» **What you are asked to do**
In the data that follows, find the line with "smoothed vertical signal"; transcribe it, every later line up to the one with "in one place", and that line as well, exactly and with no others.

» **Material for this task**
//! Jump state machine
//!
//! Decides per frame whether the body is grounded or airborne, using the
//! smoothed vertical signal and the raw smoothing window:
//!
//! - grounded → airborne when `oldest_in_window - smoothed > y_threshold`
//!   (the reference point rose by more than the threshold across the window;
//!   image y grows downwards)
//! - airborne → grounded when `smoothed - min_in_window > y_threshold`
//!   (it dropped back by more than the threshold from its highest point)
//!
//! Landing emits a [`JumpEvent`] and records it in the detector's log.
//! Frames that yield no smoothed value are never evaluated.

use tracing::{debug, trace};

use crate::config::DetectorConfig;
use crate::error::ConfigError;
use crate::event_log::EventLog;
use crate::smoother::{Smoother, SmoothingWindow};
use crate::types::{AirborneContext, FrameSample, JumpEvent, JumpState, TickOutput};

/// Current phase; the airborne context only exists while in the air
#[derive(Debug, Clone, Copy, PartialEq)]
enum Phase {
    Grounded,
    Airborne(AirborneContext),
}

/// Single-owner jump detector: smoother, state and event log in one place
#[derive(Debug, Clone)]
pub struct JumpDetector {
    config: DetectorConfig,
    smoother: Smoother,
    phase: Phase,
    log: EventLog,
}

impl Default for JumpDetector {
    fn default() -> Self {
        Self {
            config: DetectorConfig::default(),
            smoother: Smoother::default(),
            phase: Phase::Grounded,
            log: EventLog::new(),
        }
    }
}

impl JumpDetector {
    /// Create a detector; invalid thresholds or window sizes are rejected here
    pub fn new(config: DetectorConfig) -> Result<Self, ConfigError> {
        config.validate()?;
        let smoother = Smoother::new(config.smooth_window)?;
        Ok(Self {
            config,
            smoother,
            phase: Phase::Grounded,
            log: EventLog::new(),
        })
    }

    /// Process one frame; returns the jump completed on this frame, if any
    pub fn process(&mut self, sample: &FrameSample) -> Option<JumpEvent> {
        self.tick(sample).event
    }

    /// Process one frame and return everything a display needs.
    ///
    /// A NaN or infinite coordinate makes the whole frame count as missing.
    pub fn tick(&mut self, sample: &FrameSample) -> TickOutput {
        let sample = sample.finite_or_missing();
        let smoothed = self.smoother.push(sample.vertical);

        let event = match (smoothed, sample.horizontal) {
            (Some(smoothed), Some(horizontal)) => {
                self.evaluate(smoothed, horizontal, sample.timestamp)
            }
            _ => None,
        };

        trace!(
            timestamp = sample.timestamp,
            vertical = ?sample.vertical,
            smoothed = ?smoothed,
            state = %self.state(),
            "tick"
        );

        TickOutput {
            timestamp: sample.timestamp,
            state: self.state(),
            vertical: sample.vertical,
            horizontal: sample.horizontal,
            smoothed,
            event,
        }
    }

    fn evaluate(&mut self, smoothed: f64, horizontal: f64, timestamp: f64) -> Option<JumpEvent> {
        let threshold = self.config.y_threshold;
        let window = self.smoother.window();

        match self.phase {
            Phase::Grounded => {
                let oldest = window.oldest()?;
                if oldest - smoothed > threshold {
                    debug!(
                        timestamp,
                        rise = oldest - smoothed,
                        horizontal,
                        "takeoff"
                    );
                    self.phase = Phase::Airborne(AirborneContext {
                        air_start_time: timestamp,
                        takeoff_horizontal: horizontal,
                        takeoff_vertical_smoothed: smoothed,
                    });
                }
                None
            }
            Phase::Airborne(takeoff) => {
                let lowest = window.min()?;
                if smoothed - lowest <= threshold {
                    return None;
                }

                let event = JumpEvent::from_flight(
                    self.log.next_sequence_number(),
                    &takeoff,
                    timestamp,
                    horizontal,
                );
                debug!(
                    sequence_number = event.sequence_number,
                    air_time = event.air_time,
                    displacement = event.horizontal_displacement,
                    "landing"
                );
                self.phase = Phase::Grounded;
                self.log.record(event.clone());
                Some(event)
            }
        }
    }

    pub fn state(&self) -> JumpState {
        match self.phase {
            Phase::Grounded => JumpState::Grounded,
            Phase::Airborne(_) => JumpState::Airborne,
        }
    }

    /// Takeoff data of the flight in progress
    pub fn airborne_context(&self) -> Option<&AirborneContext> {
        match &self.phase {
            Phase::Grounded => None,
            Phase::Airborne(context) => Some(context),
        }
    }

    /// Current window mean, once the window is full
    pub fn smoothed(&self) -> Option<f64> {
        self.smoother.smoothed()
    }

    pub fn window(&self) -> &SmoothingWindow {
        self.smoother.window()
    }

    pub fn events(&self) -> &EventLog {
        &self.log
    }

    pub fn config(&self) -> &DetectorConfig {
        &self.config
    }

    /// Stop detecting and hand back the log.
    ///
    /// A flight still in progress is dropped; no landing is synthesized.
    pub fn finish(self) -> EventLog {
        if let Phase::Airborne(context) = self.phase {
            debug!(
                air_start_time = context.air_start_time,
                "stream ended while airborne, discarding unfinished jump"
            );
        }
        self.log
    }
}

#[cfg(test)]
mod tests {
    use super::*;
    use pretty_assertions::assert_eq;

    fn detector(threshold: f64, window: usize) -> JumpDetector {
        JumpDetector::new(DetectorConfig::new(threshold, window)).unwrap()
    }

    /// Raw vertical values at 0.1s steps from t=0.0: stand at 100, rise to 75,
    /// then come back down to 120.
    fn reference_jump() -> Vec<(f64, f64)> {
        vec![
            (0.0, 100.0),
            (0.1, 100.0),
            (0.2, 100.0),
            (0.3, 100.0),
            (0.4, 100.0),
            (0.5, 100.0),
            (0.6, 100.0),
            (0.7, 75.0),
            (0.8, 75.0),
            (0.9, 75.0),
            (1.0, 75.0),
            (1.1, 75.0),
            (1.2, 75.0),
            (1.3, 75.0),
            (1.4, 100.0),
            (1.5, 120.0),
            (1.6, 120.0),
        ]
    }

    fn horizontal_at(t: f64) -> f64 {
        if t < 1.05 {
            200.0
        } else if t < 1.55 {
            230.0
        } else {
            260.0
        }
    }

    #[test]
    fn test_invalid_config_rejected() {
        assert!(matches!(
            JumpDetector::new(DetectorConfig::new(15.0, 0)),
            Err(ConfigError::InvalidWindow(0))
        ));
        assert!(matches!(
            JumpDetector::new(DetectorConfig::new(0.0, 5)),
            Err(ConfigError::InvalidThreshold(_))
        ));
    }

    #[test]
    fn test_reference_jump_fields() {
        let mut detector = detector(15.0, 5);
        let mut events = Vec::new();
        let mut smoothed_at = Vec::new();

        for (t, y) in reference_jump() {
            let tick = detector.tick(&FrameSample::detected(t, y, horizontal_at(t)));
            smoothed_at.push((t, tick.smoothed));
            if let Some(event) = tick.event {
                events.push(event);
            }
        }

        // Window fills at t=0.4
        assert_eq!(smoothed_at[3], (0.3, None));
        assert_eq!(smoothed_at[4], (0.4, Some(100.0)));
        assert_eq!(smoothed_at[5], (0.5, Some(100.0)));
        assert_eq!(smoothed_at[10], (1.0, Some(80.0)));
        assert_eq!(smoothed_at[16], (1.6, Some(98.0)));

        assert_eq!(events.len(), 1);
        let event = &events[0];
        assert_eq!(event.sequence_number, 1);
        assert_eq!(event.takeoff_time, 1.0);
        assert_eq!(event.landing_time, 1.6);
        assert!((event.air_time - 0.6).abs() < 1e-9);
        assert_eq!(event.horizontal_displacement, 60.0);
        assert_eq!(detector.state(), JumpState::Grounded);
        assert_eq!(detector.events().count(), 1);
    }

    #[test]
    fn test_takeoff_threshold_is_strict() {
        let mut detector = detector(15.0, 5);
        // At t=0.9 the rise is exactly 15 (100 - 85): no takeoff yet
        for (t, y) in reference_jump().into_iter().take(10) {
            detector.process(&FrameSample::detected(t, y, 200.0));
        }
        assert_eq!(detector.state(), JumpState::Grounded);
        assert_eq!(detector.smoothed(), Some(85.0));

        detector.process(&FrameSample::detected(1.0, 75.0, 200.0));
        assert_eq!(detector.state(), JumpState::Airborne);

        let context = detector.airborne_context().unwrap();
        assert_eq!(context.air_start_time, 1.0);
        assert_eq!(context.takeoff_horizontal, 200.0);
        assert_eq!(context.takeoff_vertical_smoothed, 80.0);
    }

    #[test]
    fn test_landing_threshold_is_strict() {
        let mut detector = detector(10.0, 2);
        detector.process(&FrameSample::detected(0.0, 100.0, 0.0));
        detector.process(&FrameSample::detected(0.1, 100.0, 0.0));
        // oldest 100, mean 89 -> rise 11
        detector.process(&FrameSample::detected(0.2, 78.0, 0.0));
        assert_eq!(detector.state(), JumpState::Airborne);

        // window [78, 98]: mean 88, min 78 -> drop of exactly 10
        assert_eq!(detector.process(&FrameSample::detected(0.3, 98.0, 5.0)), None);
        assert_eq!(detector.state(), JumpState::Airborne);

        // window [98, 124]: mean 111, min 98 -> drop of 13
        let event = detector
            .process(&FrameSample::detected(0.4, 124.0, 5.0))
            .unwrap();
        assert_eq!(event.takeoff_time, 0.2);
        assert_eq!(event.landing_time, 0.4);
        assert_eq!(event.horizontal_displacement, 5.0);
    }

    #[test]
    fn test_missing_frames_skip_evaluation() {
        let mut detector = detector(15.0, 5);
        for (t, y) in reference_jump().into_iter().take(10) {
            detector.process(&FrameSample::detected(t, y, 200.0));
        }
        let window_before = detector.window().clone();

        let tick = detector.tick(&FrameSample::missing(0.95));
        assert_eq!(tick.smoothed, None);
        assert_eq!(tick.event, None);
        assert_eq!(tick.state, JumpState::Grounded);
        assert_eq!(detector.window(), &window_before);
    }

    #[test]
    fn test_non_finite_values_treated_as_missing() {
        let mut detector = detector(15.0, 5);
        for i in 0..5 {
            detector.process(&FrameSample::detected(f64::from(i) / 10.0, 100.0, 200.0));
        }
        let window_before = detector.window().clone();

        let tick = detector.tick(&FrameSample::detected(0.5, f64::NAN, 0.0));
        assert_eq!(tick.vertical, None);
        assert_eq!(tick.smoothed, None);
        assert_eq!(detector.window(), &window_before);

        let tick = detector.tick(&FrameSample::detected(0.6, 100.0, f64::INFINITY));
        assert_eq!(tick.smoothed, None);
        assert_eq!(detector.window(), &window_before);

        let tick = detector.tick(&FrameSample::detected(0.7, 100.0, 200.0));
        assert_eq!(tick.smoothed, Some(100.0));
    }

    #[test]
    fn test_vertical_without_horizontal_is_pushed_not_evaluated() {
        let mut detector = detector(15.0, 5);
        for (t, y) in reference_jump().into_iter().take(10) {
            detector.process(&FrameSample::detected(t, y, 200.0));
        }

        let sample = FrameSample {
            timestamp: 1.0,
            vertical: Some(75.0),
            horizontal: None,
        };
        let tick = detector.tick(&sample);

        // Smoothed value is reported and the window advanced, but no takeoff
        assert_eq!(tick.smoothed, Some(80.0));
        assert_eq!(detector.state(), JumpState::Grounded);
        assert_eq!(detector.window().oldest(), Some(100.0));
    }

    #[test]
    fn test_no_landing_while_grounded() {
        let mut detector = detector(15.0, 3);
        // Steady descent in the image: the reference point only ever drops,
        // which would satisfy the landing predicate but must not emit anything
        for i in 0..50 {
            let t = i as f64 * 0.1;
            let y = 100.0 + i as f64 * 20.0;
            let x = i as f64 * 50.0;
            assert_eq!(detector.process(&FrameSample::detected(t, y, x)), None);
        }
        assert_eq!(detector.state(), JumpState::Grounded);
        assert!(detector.events().is_empty());
    }

    #[test]
    fn test_no_double_takeoff() {
        let mut detector = detector(15.0, 5);
        let levels = [100.0, 100.0, 100.0, 100.0, 100.0, 70.0, 70.0, 70.0];
        for (i, y) in levels.into_iter().enumerate() {
            detector.process(&FrameSample::detected(i as f64 * 0.1, y, 10.0));
        }
        assert_eq!(detector.state(), JumpState::Airborne);
        let first = *detector.airborne_context().unwrap();
        assert!((first.air_start_time - 0.7).abs() < 1e-9);

        // Window [100, 70, 70, 70, 70]: the takeoff predicate holds again
        // (100 - 76 > 15) but must not recapture the context
        detector.process(&FrameSample::detected(0.8, 70.0, 99.0));
        assert_eq!(detector.state(), JumpState::Airborne);
        assert_eq!(detector.airborne_context(), Some(&first));
    }

    #[test]
    fn test_unterminated_flight_discarded() {
        let mut detector = detector(15.0, 5);
        for (t, y) in reference_jump().into_iter().take(12) {
            detector.process(&FrameSample::detected(t, y, 200.0));
        }
        assert_eq!(detector.state(), JumpState::Airborne);

        let log = detector.finish();
        assert!(log.is_empty());
    }

    #[test]
    fn test_consecutive_jumps_are_numbered() {
        let mut detector = detector(15.0, 5);
        let mut events = Vec::new();
        // Stand, rise by 30px, come back down: takeoff on the 9th frame of
        // each cycle, landing on the 15th
        let cycle = [[100.0; 6], [70.0; 6], [100.0; 6]].concat();

        for round in 0..3 {
            for (i, y) in cycle.iter().enumerate() {
                let frame = round * cycle.len() + i;
                let sample = FrameSample::detected(frame as f64 * 0.1, *y, frame as f64 * 2.0);
                if let Some(event) = detector.process(&sample) {
                    events.push(event);
                }
            }
        }

        assert_eq!(events.len(), 3);
        let numbers: Vec<u32> = events.iter().map(|e| e.sequence_number).collect();
        assert_eq!(numbers, vec![1, 2, 3]);
        for event in &events {
            assert!((event.air_time - 0.6).abs() < 1e-9);
            assert!((event.horizontal_displacement - 12.0).abs() < 1e-9);
        }
        assert!(events
            .windows(2)
            .all(|pair| pair[0].landing_time < pair[1].landing_time));
        assert_eq!(detector.events().events(), events.as_slice());
    }
}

» **Solution for this exercise**
//! smoothed vertical signal and the raw smoothing window:
//!
//! - grounded → airborne when `oldest_in_window - smoothed > y_threshold`
//!   (the reference point rose by more than the threshold across the window;
//!   image y grows downwards)
//! - airborne → grounded when `smoothed - min_in_window > y_threshold`
//!   (it dropped back by more than the threshold from its highest point)
//!
//! Landing emits a [`JumpEvent`] and records it in the detector's log.
//! Frames that yield no smoothed value are never evaluated.

use tracing::{debug, trace};

use crate::config::DetectorConfig;
use crate::error::ConfigError;
use crate::event_log::EventLog;
use crate::smoother::{Smoother, SmoothingWindow};
use crate::types::{AirborneContext, FrameSample, JumpEvent, JumpState, TickOutput};

/// Current phase; the airborne context only exists while in the air
#[derive(Debug, Clone, Copy, PartialEq)]
enum Phase {
    Grounded,
    Airborne(AirborneContext),
}

/// Single-owner jump detector: smoother, state and event log in one place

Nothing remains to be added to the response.